Preprints (earlier versions) of this paper are available at https://preprints.jmir.org/preprint/36357, first published .
Community Opioid Dispensing After Injury (CODI): Protocol for a Population-Based Data Linkage Study

Community Opioid Dispensing After Injury (CODI): Protocol for a Population-Based Data Linkage Study

Community Opioid Dispensing After Injury (CODI): Protocol for a Population-Based Data Linkage Study

Protocol

1Jamieson Trauma Institute, Royal Brisbane and Women's Hospital, Metro North Health, Brisbane, Australia

2Australian Centre for Health Services Innovation and Centre for Healthcare Transformation, Queensland University of Technology, Kelvin Grove, Australia

3School of Science Technology and Engineering, University of the Sunshine Coast, Petrie, Australia

4Royal Brisbane and Women's Hospital, Metro North Health, Herston, Australia

5Centre for Healthcare Transformation, Queensland University of Technology, Kelvin Grove, Australia

6Health Services & Systems Research, Duke-NUS Medical School, Singapore, Singapore

7QScript Management Unit, Queensland Health, Brisbane, Australia

Corresponding Author:

Cate M Cameron, BSW (Hons), MPH, PhD

Jamieson Trauma Institute

Royal Brisbane and Women's Hospital

Metro North Health

Butterfield Street

Brisbane, QLD 4029

Australia

Phone: 61 0401034179

Email: cate.cameron@health.qld.gov.au


Background: There is an urgent need to reduce preventable deaths and hospitalizations from prescription opioid harms and minimize the negative effect opioid misuse can have on injured individuals, families, and the wider community. Data linkage between administrative hospitalization records for injured patients and community opioid dispensing can improve our understanding of the health and surgical trajectories of injured persons and generate insights into corresponding opioid dispensing patterns.

Objective: The Community Opioid Dispensing after Injury (CODI) study aims to link inpatient hospitalization data with opioid dispensing data to examine the distribution and predictive factors associated with high or prolonged community opioid dispensing among adults, for 2 years following an injury-related hospital admission.

Methods: This is a retrospective population-based cohort study of adults aged 18 years or older hospitalized with an injury in Queensland, Australia. The study involves the linkage of statewide hospital admissions, opioid prescription dispensing, and mortality data collections. All adults hospitalized for an injury between January 1, 2014, and December 31, 2015, will be included in the cohort. Demographics and injury factors are recorded at the time of the injury admission. Opioid dispensing data will be linked and extracted for 3 months prior to the injury admission date to 2 years after the injury separation date (last date December 31, 2017). Deaths data will be extracted for the 2-year follow-up period.
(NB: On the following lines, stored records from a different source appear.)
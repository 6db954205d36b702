//! Model provider implementations for Docent.
//!
//! All providers implement the `docent_core::Provider` trait. The
//! engine holds one behind an `Arc<dyn Provider>` and never knows
//! which backend is answering.

pub mod openai_compat;

pub use openai_compat::OpenAiCompatProvider;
The primary outcome measure will be opioid dispensing (frequency and quantity) in the 2 years following the injury admission. Patterns and factors associated with community opioid dispensing will be examined for different injury types, mechanisms, and population subgroups. Appropriate descriptive statistics will be used to describe the cohort. Regression models will be used to examine factors predictive of levels and duration of opioid use. Nonparametric methods will be applied when the data are not normally distributed.
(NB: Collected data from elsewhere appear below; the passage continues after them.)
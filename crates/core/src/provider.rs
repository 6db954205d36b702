//! Provider trait — the abstraction over model backends.
//!
//! A Provider sends a prompt to a model and returns the complete
//! response. Every call is a blocking round trip; the engine never
//! streams. Shape-constrained output is requested by attaching an
//! [`OutputShape`] to the request.

use crate::error::ProviderError;
use crate::message::Message;
use crate::schema::OutputShape;
use async_trait::async_trait;
use serde::{Deserialize, Serialize};

/// Configuration for a provider request.
#[derive(Debug, Clone, Serialize, Deserialize)]
pub struct ProviderRequest {
    /// The model to use (e.g., "gpt-4o-mini")
    pub model: String,

    /// The conversation messages
    pub messages: Vec<Message>,

    /// Temperature. The engine always sends 0.0 so runs are reproducible.
    #[serde(default)]
    pub temperature: f32,

    /// Maximum tokens to generate
    #[serde(default, skip_serializing_if = "Option::is_none")]
    pub max_tokens: Option<u32>,

    /// Tools offered to the model. An empty list disables tool use,
    /// which is how grounded calls forbid further invocations.
    #[serde(default, skip_serializing_if = "Vec::is_empty")]
    pub tools: Vec<ToolDefinition>,

    /// When present, the provider must constrain the response content
    /// to this JSON schema.
    #[serde(default, skip_serializing_if = "Option::is_none")]
    pub output_shape: Option<OutputShape>,
}

impl ProviderRequest {
    /// A plain request with no tools and no output shape.
    pub fn text(model: impl Into<String>, messages: Vec<Message>) -> Self {
        Self {
            model: model.into(),
            messages,
            temperature: 0.0,
            max_tokens: None,
            tools: Vec::new(),
            output_shape: None,
        }
    }
}

/// A tool definition sent to the model so it knows what it can call.
#[derive(Debug, Clone, Serialize, Deserialize)]
pub struct ToolDefinition {
    /// The tool name
    pub name: String,

    /// Description of what the tool does
    pub description: String,

    /// JSON Schema describing the tool's parameters
    pub parameters: serde_json::Value,
}

/// A complete response from a provider.
#[derive(Debug, Clone, Serialize, Deserialize)]
pub struct ProviderResponse {
    /// The generated message
    pub message: Message,

    /// Token usage statistics
    pub usage: Option<Usage>,

    /// Which model actually responded (may differ from requested)
    pub model: String,
}

/// Token usage information.
#[derive(Debug, Clone, Serialize, Deserialize)]
pub struct Usage {
    pub prompt_tokens: u32,
    pub completion_tokens: u32,
    pub total_tokens: u32,
}

/// The model collaborator seam.
///
/// Every backend implements this trait; the engine calls `complete()`
/// without knowing which one is behind it. Classification is a
/// `complete()` with the classification output shape attached.
#[async_trait]
pub trait Provider: Send + Sync {
    /// A human-readable name for this provider (e.g., "openai").
    fn name(&self) -> &str;

    /// Send a request and get the complete response.
    async fn complete(
        &self,
        request: ProviderRequest,
    ) -> std::result::Result<ProviderResponse, ProviderError>;
}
Results: The project is funded by the Royal Brisbane and Women’s Hospital Foundation. As of November 2021, all ethics and data custodian approvals have been granted. Data extraction and linkage has been completed. Data management and analysis is underway with results relating to an analysis for blunt chest trauma patients expected to be published in 2022.

Conclusions: Little is currently known of the true prevalence or patterns of opioid dispensing following injury across Queensland. This study will provide new insights about factors associated with high and long-term opioid dispensing at a population level. This information is essential to inform targeted public policy and interventions to reduce the risk of prolonged opioid use and dependence for those injured. The novel work undertaken for this project will be vital to planning, delivering, monitoring, and evaluating health care services for those injured. The findings of this study will be used to inform key stakeholders as well as clinicians and pain management services.
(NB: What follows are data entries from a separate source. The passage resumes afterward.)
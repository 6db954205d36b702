//! Rolling memory — a digest of the conversation after each turn.
//!
//! The digest overwrites the summary and active-document list only on
//! success. On any failure the update carries neither field, so the
//! merge keeps whatever the previous turn established.

use docent_core::message::Message;
use docent_core::provider::{Provider, ProviderRequest};
use docent_core::schema::{MemoryDigest, OutputShape};
use std::sync::Arc;
use tracing::{debug, warn};

use crate::prompts::memory_prompt;
use crate::state::{StateUpdate, Step, TurnState};

/// Digest the turn that just completed. Always routes to [`Step::Done`];
/// a failed digest degrades to retention, never to an error.
pub async fn update_memory(
    provider: Option<&Arc<dyn Provider>>,
    model: &str,
    state: &TurnState,
) -> StateUpdate {
    let mut update = StateUpdate::advance(Step::UpdateMemory.name(), Step::Done);

    let Some(provider) = provider else {
        return update;
    };

    match digest_with_model(provider.as_ref(), model, state).await {
        Ok(digest) => {
            debug!(
                summary_len = digest.summary.len(),
                active = digest.active_document_ids.len(),
                "Memory updated"
            );
            update.conversation_summary = Some(digest.summary);
            update.active_documents = Some(digest.active_document_ids);
        }
        Err(reason) => {
            warn!(reason = %reason, "Memory update unavailable, keeping previous summary");
        }
    }

    update
}

async fn digest_with_model(
    provider: &dyn Provider,
    model: &str,
    state: &TurnState,
) -> Result<MemoryDigest, String> {
    let answer_text = state
        .current_response
        .as_ref()
        .map(|a| a.text())
        .unwrap_or("");
    let prompt = memory_prompt(&state.messages, &state.user_input, answer_text);

    let mut request = ProviderRequest::text(model, vec![Message::user(prompt)]);
    request.output_shape = Some(OutputShape::memory_digest());

    let response = provider.complete(request).await.map_err(|e| e.to_string())?;

    serde_json::from_str(&response.message.content)
        .map_err(|e| format!("malformed memory digest: {e}"))
}

#[cfg(test)]
mod tests {
    use super::*;
    use crate::test_support::{make_text_response, FailingProvider, ScriptedProvider};
    use chrono::Utc;
    use docent_core::message::SessionId;
    use docent_core::schema::{Answer, AnswerResponse, Confidence};

    fn finished_state() -> TurnState {
        let mut state = TurnState::new(
            SessionId::from("t1"),
            "What was the March figure?",
            vec![
                Message::user("Hello"),
                Message::assistant("Hi, ask me about your documents."),
            ],
            "Earlier small talk.".to_string(),
            vec!["old.txt".to_string()],
        );
        state.current_response = Some(Answer::Qa(AnswerResponse {
            question: "What was the March figure?".into(),
            answer: "March revenue was 1500.".into(),
            sources: vec!["revenue.txt".into()],
            confidence: Confidence::new(0.9).unwrap(),
            generated_at: Utc::now(),
        }));
        state
    }

    #[tokio::test]
    async fn digest_overwrites_summary_and_active_documents() {
        let provider: Arc<dyn Provider> = Arc::new(ScriptedProvider::new(vec![
            make_text_response(
                r#"{"summary": "User is reviewing March revenue.",
                    "active_document_ids": ["revenue.txt"]}"#,
            ),
        ]));
        let mut state = finished_state();

        let update = update_memory(Some(&provider), "gpt-4o-mini", &state).await;
        state.apply(update);

        assert_eq!(state.conversation_summary, "User is reviewing March revenue.");
        assert_eq!(state.active_documents, vec!["revenue.txt"]);
        assert_eq!(state.next_step, Step::Done);
        assert_eq!(state.actions_taken, vec!["update_memory"]);
    }

    #[tokio::test]
    async fn failed_digest_keeps_the_previous_memory() {
        let provider: Arc<dyn Provider> = Arc::new(FailingProvider::new());
        let mut state = finished_state();

        let update = update_memory(Some(&provider), "gpt-4o-mini", &state).await;
        assert!(update.conversation_summary.is_none());
        assert!(update.active_documents.is_none());

        state.apply(update);
        assert_eq!(state.conversation_summary, "Earlier small talk.");
        assert_eq!(state.active_documents, vec!["old.txt"]);
        assert_eq!(state.next_step, Step::Done);
    }

    #[tokio::test]
    async fn malformed_digest_keeps_the_previous_memory() {
        let provider: Arc<dyn Provider> =
            Arc::new(ScriptedProvider::new(vec![make_text_response("{oops")]));
        let mut state = finished_state();

        state.apply(update_memory(Some(&provider), "gpt-4o-mini", &state).await);
        assert_eq!(state.conversation_summary, "Earlier small talk.");
    }

    #[tokio::test]
    async fn no_provider_still_finishes_the_turn() {
        let mut state = finished_state();

        let update = update_memory(None, "gpt-4o-mini", &state).await;
        state.apply(update);

        assert_eq!(state.conversation_summary, "Earlier small talk.");
        assert_eq!(state.next_step, Step::Done);
        assert_eq!(state.actions_taken, vec!["update_memory"]);
    }

    #[tokio::test]
    async fn digest_request_covers_the_current_exchange() {
        let scripted = Arc::new(ScriptedProvider::new(vec![make_text_response(
            r#"{"summary": "ok", "active_document_ids": []}"#,
        )]));
        let provider: Arc<dyn Provider> = scripted.clone();
        let state = finished_state();

        update_memory(Some(&provider), "gpt-4o-mini", &state).await;

        let requests = scripted.recorded_requests();
        assert_eq!(requests.len(), 1);
        let shape = requests[0].output_shape.as_ref().unwrap();
        assert_eq!(shape.name, "memory_digest");

        let prompt = &requests[0].messages[0].content;
        assert!(prompt.contains("User: What was the March figure?"));
        assert!(prompt.contains("Assistant: March revenue was 1500."));
        assert!(prompt.contains("user: Hello"));
    }
}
International Registered Report Identifier (IRRID): RR1-10.2196/36357

JMIR Res Protoc 2022;11(4):e36357

doi:10.2196/36357

Keywords



Prescription opioids are responsible for a large proportion of the preventable mortality, morbidity, and health care burden in many countries. This is a global and escalating issue. Canada, the United States, and Australia have some of the highest per capita opioid consumption in the world [1,2]. In the United States, overdose deaths involving prescription opioids have significantly increased yearly from 1999 to 2017 and again in 2020 [3]. In 2020, at least 72% of all overdose deaths involved opioids [4].

The Australian Institute of Health and Welfare reports that, each day in Australia, there are almost 150 hospitalizations, 14 emergency department presentations, and 3 deaths involving harm from pharmaceutical opioids [2,5]. In Australia, there has been a 3-fold rise in deaths with opioids present from 2010 to 2019 [6]. In 2018, opioid deaths accounted for 64.5% of all drug-induced deaths in Australia [7]. While opioids are commonly prescribed to injured patients to treat pain, their continued use can be controversial as taking opioids for longer periods of time or in higher doses can increase the risk of addiction, overdose, and death [8]. Characteristics of initial opioid prescription including higher dosage, long-acting opioids, and duration of prescription [9,10], as well as individual patient characteristics such as anxiety, prior opioid exposure [11], and higher self-reported levels of pain [12], are associated with long-term opioid use. There is an urgent need to reduce these preventable hospitalizations and deaths and the negative effect they have on injured individuals, families, health care providers, and the wider community.

Data linkage between administrative hospitalization records for injured patients and community opioid dispensing provides an important opportunity to improve our understanding of opioid use and inform opioid use reduction and harm minimization measures. Through data linkage, we can map patterns and identify demographic and health predictors of high or long-term opioid dispensing and evaluate the feasibility of routine linking of hospital data into existing regulatory prescription medicine monitoring processes. In a new and unique contribution to this field of research, our study will link inpatient hospitalization data with community opioid dispensing data to examine community opioid dispensing among adults for 2 years following an injury-related hospital admission in Queensland, Australia. These data are vital to planning, delivering, monitoring, and evaluating health care services and are essential to inform targeted public interventions to reduce the risk of prolonged opioid use and dependence for those injured.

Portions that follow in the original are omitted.